BEGIN Material provided

//! CLI definition and dispatch.

use clap::{Parser, Subcommand};
use std::fs;
use std::path::{Path, PathBuf};
use std::process::ExitCode;

use crate::adapters::csv_adapter::CsvBarFeed;
use crate::adapters::file_config_adapter::FileConfigAdapter;
use crate::adapters::tracing_notifier::TracingNotifier;
use crate::domain::ast::Program;
use crate::domain::config::RuntimeConfig;
use crate::domain::environment::Environment;
use crate::domain::error::DevScriptError;
use crate::domain::metrics::{TradeStats, max_drawdown};
use crate::domain::runtime::{Engine, compile, compile_strict};
use crate::domain::value::Value;
use crate::ports::data_port::BarFeed;

#[derive(Parser, Debug)]
#[command(name = "devscript", about = "DevScript indicator and strategy runtime")]
pub struct Cli {
    #[command(subcommand)]
    pub command: Command,
}

#[derive(Subcommand, Debug)]
pub enum Command {
    /// Run a script over a CSV bar file
    Run {
        #[arg(short, long)]
        script: PathBuf,
        #[arg(short, long)]
        data: PathBuf,
        #[arg(short, long)]
        config: Option<PathBuf>,
    },
    /// Compile a script without running it
    Check {
        #[arg(short, long)]
        script: PathBuf,
        /// Reject unrecognized characters instead of skipping them
        #[arg(long)]
        strict: bool,
    },
    /// Feed bars, then evaluate the first builtin named in an expression
    Eval {
        #[arg(short, long)]
        expr: String,
        #[arg(short, long)]
        data: PathBuf,
        #[arg(short, long)]
        config: Option<PathBuf>,
    },
}

pub fn run(cli: Cli) -> ExitCode {
    match cli.command {
        Command::Run {
            script,
            data,
            config,
        } => run_script(&script, &data, config.as_deref()),
        Command::Check { script, strict } => run_check(&script, strict),
        Command::Eval { expr, data, config } => run_eval(&expr, &data, config.as_deref()),
    }
}

fn fail(err: DevScriptError) -> ExitCode {
    eprintln!("error: {err}");
    (&err).into()
}

/// Load and validate the INI config, or defaults when no path is given.
pub fn load_config(path: Option<&Path>) -> Result<RuntimeConfig, DevScriptError> {
    let Some(path) = path else {
        return Ok(RuntimeConfig::default());
    };
    let adapter = FileConfigAdapter::from_file(path).map_err(|e| DevScriptError::ConfigParse {
        file: path.display().to_string(),
        reason: e.to_string(),
    })?;
    RuntimeConfig::from_port(&adapter)
}

/// Read and compile a script, printing compile errors with a caret under the offending column.
fn load_program(path: &Path, strict: bool) -> Result<Program, ExitCode> {
    let source = fs::read_to_string(path).map_err(|e| fail(e.into()))?;
    let compiled = if strict {
        compile_strict(&source)
    } else {
        compile(&source)
    };
    compiled.map_err(|e| {
        eprintln!(
            "error: failed to compile {}:\n{}",
            path.display(),
            e.display_with_context(&source)
        );
        ExitCode::from(&DevScriptError::Compile(e))
    })
}

fn run_script(script: &Path, data: &Path, config: Option<&Path>) -> ExitCode {
    let config = match load_config(config) {
        Ok(c) => c,
        Err(e) => return fail(e),
    };
    let program = match load_program(script, false) {
        Ok(p) => p,
        Err(code) => return code,
    };
    let bars = match CsvBarFeed::new(data.to_path_buf()).fetch_bars() {
        Ok(b) => b,
        Err(e) => return fail(e),
    };

    eprintln!("Running {} over {} bars", script.display(), bars.len());
    let mut engine = Engine::new(program, &config).with_notifier(Box::new(TracingNotifier));
    if let Err(e) = engine.run(&bars) {
        return fail(e);
    }
    print!("{}", render_summary(engine.environment()));
    ExitCode::SUCCESS
}

fn run_check(script: &Path, strict: bool) -> ExitCode {
    match load_program(script, strict) {
        Ok(program) => {
            println!(
                "OK: {} statements, {} call sites",
                program.statements.len(),
                program.call_sites
            );
            ExitCode::SUCCESS
        }
        Err(code) => code,
    }
}

fn run_eval(expr: &str, data: &Path, config: Option<&Path>) -> ExitCode {
    let config = match load_config(config) {
        Ok(c) => c,
        Err(e) => return fail(e),
    };
    let bars = match CsvBarFeed::new(data.to_path_buf()).fetch_bars() {
        Ok(b) => b,
        Err(e) => return fail(e),
    };
    let mut engine = Engine::new(Program::default(), &config);
    if let Err(e) = engine.run(&bars) {
        return fail(e);
    }
    match engine.evaluate_code(expr) {
        Ok(value) => {
            println!("{value}");
            ExitCode::SUCCESS
        }
        Err(source) => fail(DevScriptError::Evaluation {
            bar_index: engine.environment().bar_index().unwrap_or(0),
            source,
        }),
    }
}

/// Plot values on the last bar, ledger statistics and notification count.
pub fn render_summary(env: &Environment) -> String {
    let mut out = format!("bars: {}\n", env.stamp());
    for plot in env.plots() {
        let last = plot
            .series
            .series()
            .last()
            .map_or(Value::Na, |&v| Value::from_f64(v));
        out.push_str(&format!("plot {}: {}\n", plot.title, last));
    }

    let account = env.account();
    let stats = TradeStats::compute(account.closed_trades());
    let (dd, dd_pct) = max_drawdown(account.equity_curve());
    out.push_str(&format!(
        "trades: {} (won {}, lost {}, even {})\n",
        stats.total_trades(),
        stats.trades_won,
        stats.trades_lost,
        stats.trades_even
    ));
    out.push_str(&format!("open positions: {}\n", account.open_positions().len()));
    out.push_str(&format!("net profit: {:.2}\n", stats.net_profit));
    out.push_str(&format!("max drawdown: {:.2} ({:.2}%)\n", dd, dd_pct));
    out.push_str(&format!("notifications: {}\n", env.notifications_raised()));
    out
}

END Material provided

- [What is needed]
If a line of the records includes the string "Debug", copy it out.

- [Solution to this exercise]
#[derive(Parser, Debug)]
#[derive(Subcommand, Debug)]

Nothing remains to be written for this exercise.